Abstract

Pneumatosis cystoides intestinalis (PCI) is a rare condition characterized by the presence of submucosal or subserosal gas-filled cysts within the bowel wall. From 1985, we have observed five cases of PCI; we present two of these cases, that can be considered atypical in some way. In the first patient, a 20-year-old white male, disease was localized to the right colon. He had a history of chronic abdominal pain, with no findings at physical examination. A colonoscopy showed the presence of multiple rounded bluish masses in the right colon; puncture of these polypoid lesions with an endoscopic injection needle caused them to collapse, so confirming the diagnosis.A barium enema was then performed, with final definition of the case.
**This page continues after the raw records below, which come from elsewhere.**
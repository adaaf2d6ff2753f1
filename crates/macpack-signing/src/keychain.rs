//! Ephemeral keychain management
//!
//! When a certificate bundle is configured, a fresh keychain is created for the
//! run, the certificates are imported into it, and a cleanup task deleting it is
//! registered before creation starts.

use std::fmt;
use std::path::{Path, PathBuf};
use std::sync::Arc;

use macpack_core::{CleanupTask, CleanupTasks, CredentialsConfig, SigningEnv};
use rand::RngCore;
use tempfile::NamedTempFile;
use tracing::{debug, info, instrument};

use crate::error::{Result, SigningError};
use crate::identity::CertificateClass;
use crate::security::SecurityTool;

/// Certificate locators and passwords for one run
#[derive(Clone, Default, PartialEq, Eq)]
pub struct CredentialBundle {
    pub cert_link: Option<String>,
    pub cert_password: Option<String>,
    pub installer_link: Option<String>,
    pub installer_password: Option<String>,
}

impl CredentialBundle {
    /// Configuration first, then the environment
    pub fn resolve(config: &CredentialsConfig, env: &SigningEnv) -> Self {
        Self {
            cert_link: config.cert_link.clone().or_else(|| env.csc_link.clone()),
            cert_password: config
                .cert_password
                .clone()
                .or_else(|| env.csc_key_password.clone()),
            installer_link: config
                .installer_link
                .clone()
                .or_else(|| env.csc_installer_link.clone()),
            installer_password: config
                .installer_password
                .clone()
                .or_else(|| env.csc_installer_key_password.clone()),
        }
    }

    /// Whether an application certificate was supplied
    pub fn is_configured(&self) -> bool {
        self.cert_link.is_some()
    }

    /// Check that every link has its password
    pub fn validate(&self) -> Result<()> {
        if self.cert_link.is_some() && self.cert_password.is_none() {
            return Err(SigningError::MissingPassword {
                credential: "Certificate".to_string(),
            });
        }
        if self.installer_link.is_some() && self.installer_password.is_none() {
            return Err(SigningError::MissingPassword {
                credential: "Installer certificate".to_string(),
            });
        }
        Ok(())
    }
}

impl fmt::Debug for CredentialBundle {
    fn fmt(&self, f: &mut fmt::Formatter<'_>) -> fmt::Result {
        f.debug_struct("CredentialBundle")
            .field("cert_link", &self.cert_link)
            .field("cert_password", &self.cert_password.as_ref().map(|_| "***"))
            .field("installer_link", &self.installer_link)
            .field(
                "installer_password",
                &self.installer_password.as_ref().map(|_| "***"),
            )
            .finish()
    }
}

/// Resolved signing material for one run
#[derive(Debug, Clone, Default, PartialEq, Eq)]
pub struct CodeSigningInfo {
    /// Application signing identity
    pub name: Option<String>,

    /// Installer signing identity
    pub installer_name: Option<String>,

    /// Keychain holding the identities
    pub keychain: Option<String>,
}

/// Creates and tracks the run's ephemeral keychain
pub struct KeychainManager {
    security: Arc<dyn SecurityTool>,
    cleanup: CleanupTasks,
}

impl KeychainManager {
    pub fn new(security: Arc<dyn SecurityTool>, cleanup: CleanupTasks) -> Self {
        Self { security, cleanup }
    }

    /// Generate a unique keychain name
    pub fn generate_keychain_name() -> String {
        format!("csc-{}.keychain", uuid::Uuid::new_v4())
    }

    fn generate_password() -> String {
        let mut bytes = [0u8; 16];
        rand::thread_rng().fill_bytes(&mut bytes);
        bytes.iter().map(|b| format!("{:02x}", b)).collect()
    }

    /// Create a keychain holding the bundle's certificates.
    ///
    /// Returns `None` without side effects when no certificate is configured.
    #[instrument(skip_all)]
    pub async fn create_store(&self, bundle: &CredentialBundle) -> Result<Option<CodeSigningInfo>> {
        bundle.validate()?;
        let (Some(cert_link), Some(cert_password)) = (&bundle.cert_link, &bundle.cert_password)
        else {
            debug!("no certificate configured, skipping keychain creation");
            return Ok(None);
        };

        let keychain = Self::generate_keychain_name();
        let password = Self::generate_password();

        let security = Arc::clone(&self.security);
        let name = keychain.clone();
        self.cleanup
            .register(CleanupTask::new(format!("delete keychain {}", keychain), move || async move {
                security
                    .delete_keychain(&name)
                    .await
                    .map_err(anyhow::Error::from)
            }));

        info!(keychain = %keychain, "creating temporary keychain");

        let mut certificates = vec![(cert_link.as_str(), cert_password.as_str())];
        if let (Some(link), Some(pw)) = (&bundle.installer_link, &bundle.installer_password) {
            certificates.push((link.as_str(), pw.as_str()));
        }

        let (fetched, created) = tokio::join!(
            fetch_all(&certificates),
            self.prepare_keychain(&keychain, &password)
        );
        let fetched = fetched?;
        created?;

        for (cert, (_, cert_password)) in fetched.iter().zip(&certificates) {
            debug!(keychain = %keychain, "importing certificate");
            self.security
                .import(&keychain, cert.path(), cert_password)
                .await?;
        }
        // Downloaded certificates are removed here on drop, success or not
        drop(fetched);

        let identities = self.security.find_identities(Some(&keychain)).await?;
        let first_of = |class: CertificateClass| {
            identities
                .iter()
                .find(|id| id.class == Some(class))
                .map(|id| id.name.clone())
        };

        let info = CodeSigningInfo {
            name: first_of(CertificateClass::DeveloperIdApplication)
                .or_else(|| first_of(CertificateClass::MacDeveloperApplication)),
            installer_name: first_of(CertificateClass::MacDeveloperInstaller),
            keychain: Some(keychain),
        };
        debug!(
            name = ?info.name,
            installer_name = ?info.installer_name,
            "imported signing identities"
        );
        Ok(Some(info))
    }

    async fn prepare_keychain(&self, keychain: &str, password: &str) -> Result<()> {
        self.security.create_keychain(keychain, password).await?;
        self.security.unlock_keychain(keychain, password).await?;
        self.security.set_keychain_settings(keychain).await
    }
}

/// A certificate file ready for import
#[derive(Debug)]
enum FetchedCertificate {
    Local(PathBuf),
    Downloaded(NamedTempFile),
}

impl FetchedCertificate {
    fn path(&self) -> &Path {
        match self {
            Self::Local(path) => path,
            Self::Downloaded(file) => file.path(),
        }
    }
}

async fn fetch_all(certificates: &[(&str, &str)]) -> Result<Vec<FetchedCertificate>> {
    let mut fetched = Vec::with_capacity(certificates.len());
    for (locator, _) in certificates {
        fetched.push(fetch_certificate(locator).await?);
    }
    Ok(fetched)
}

/// Resolve a certificate locator: an `https://` URL, a `file://` URL or a path
async fn fetch_certificate(locator: &str) -> Result<FetchedCertificate> {
    let download_error = |reason: String| SigningError::Download {
        locator: locator.to_string(),
        reason,
    };

    if locator.starts_with("https://") || locator.starts_with("http://") {
        debug!(locator, "downloading certificate");
        let response = reqwest::get(locator)
            .await
            .and_then(|r| r.error_for_status())
            .map_err(|e| download_error(e.to_string()))?;
        let bytes = response
            .bytes()
            .await
            .map_err(|e| download_error(e.to_string()))?;

        let file = tempfile::Builder::new()
            .prefix("csc-")
            .suffix(".p12")
            .tempfile()?;
        tokio::fs::write(file.path(), &bytes).await?;
        return Ok(FetchedCertificate::Downloaded(file));
    }

    let path = if locator.starts_with("file://") {
        url::Url::parse(locator)
            .ok()
            .and_then(|u| u.to_file_path().ok())
            .ok_or_else(|| download_error("invalid file URL".to_string()))?
    } else {
        match locator.strip_prefix("~/") {
            Some(rest) => dirs::home_dir()
                .map(|home| home.join(rest))
                .unwrap_or_else(|| PathBuf::from(locator)),
            None => PathBuf::from(locator),
        }
    };

    if !tokio::fs::try_exists(&path).await.unwrap_or(false) {
        return Err(download_error("file does not exist".to_string()));
    }
    Ok(FetchedCertificate::Local(path))
}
An accurate evaluation excluded any associated condition and patient received no specific therapy. Three months later, follow-up endoscopy documented a complete resolution of the lesions. The second patient, a 23- year-old female, presented a disease localized to the left colon. She was referred for a recent history of abdominal pain and change in bowel habits; for this reason, patient underwent a colonscopy showing the presence of multiple typical lesions of PCI in the descending-sigmoid colon. Again, no associated condition was found. Follow-up endoscopy, performed after four months, revealed disappearance of gas collections without specific treatment. We conclude that the peculiarity of these two cases of PCI consists in the following aspects: 1)appearance in young patients; 2)absence of associated conditions (primary or idiopathic form); 3)differential diagnosis with inflammatory bowel disease; 4)spontaneous and rapid resolution of lesions.